For this task, retype the records below exactly.

## Provided data
·····
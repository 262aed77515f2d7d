mod account;
mod feed;
mod history;
mod init;
mod profile;
mod recipe;
mod search;

pub use account::{
    cmd_login, cmd_logout, cmd_passwd, cmd_purge_sessions, cmd_register, cmd_whoami,
};
pub use feed::{cmd_feed, cmd_like, cmd_save};
pub use history::{cmd_history_clear, cmd_history_delete, cmd_history_list};
pub use init::cmd_init;
pub use profile::{cmd_cookbook, cmd_profile};
pub use recipe::{
    cmd_recipe_categories, cmd_recipe_create, cmd_recipe_delete, cmd_recipe_list,
    cmd_recipe_show, cmd_recipe_update,
};
pub use search::{cmd_search, cmd_suggest};

fn print_json<T: serde::Serialize>(value: &T) -> anyhow::Result<()> {
    println!("{}", serde_json::to_string_pretty(value)?);
    Ok(())
}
·····
## Answer to this exercise
repository 262aed77515f2d7d
mod account;
mod feed;
mod history;
mod init;
mod profile;
mod recipe;
mod search;

pub use account::{
    cmd_login, cmd_logout, cmd_passwd, cmd_purge_sessions, cmd_register, cmd_whoami,
};
pub use feed::{cmd_feed, cmd_like, cmd_save};
pub use history::{cmd_history_clear, cmd_history_delete, cmd_history_list};
pub use init::cmd_init;
pub use profile::{cmd_cookbook, cmd_profile};
pub use recipe::{
    cmd_recipe_categories, cmd_recipe_create, cmd_recipe_delete, cmd_recipe_list,
    cmd_recipe_show, cmd_recipe_update,
};
pub use search::{cmd_search, cmd_suggest};

fn print_json<T: serde::Serialize>(value: &T) -> anyhow::Result<()> {
    println!("{}", serde_json::to_string_pretty(value)?);
    Ok(())
}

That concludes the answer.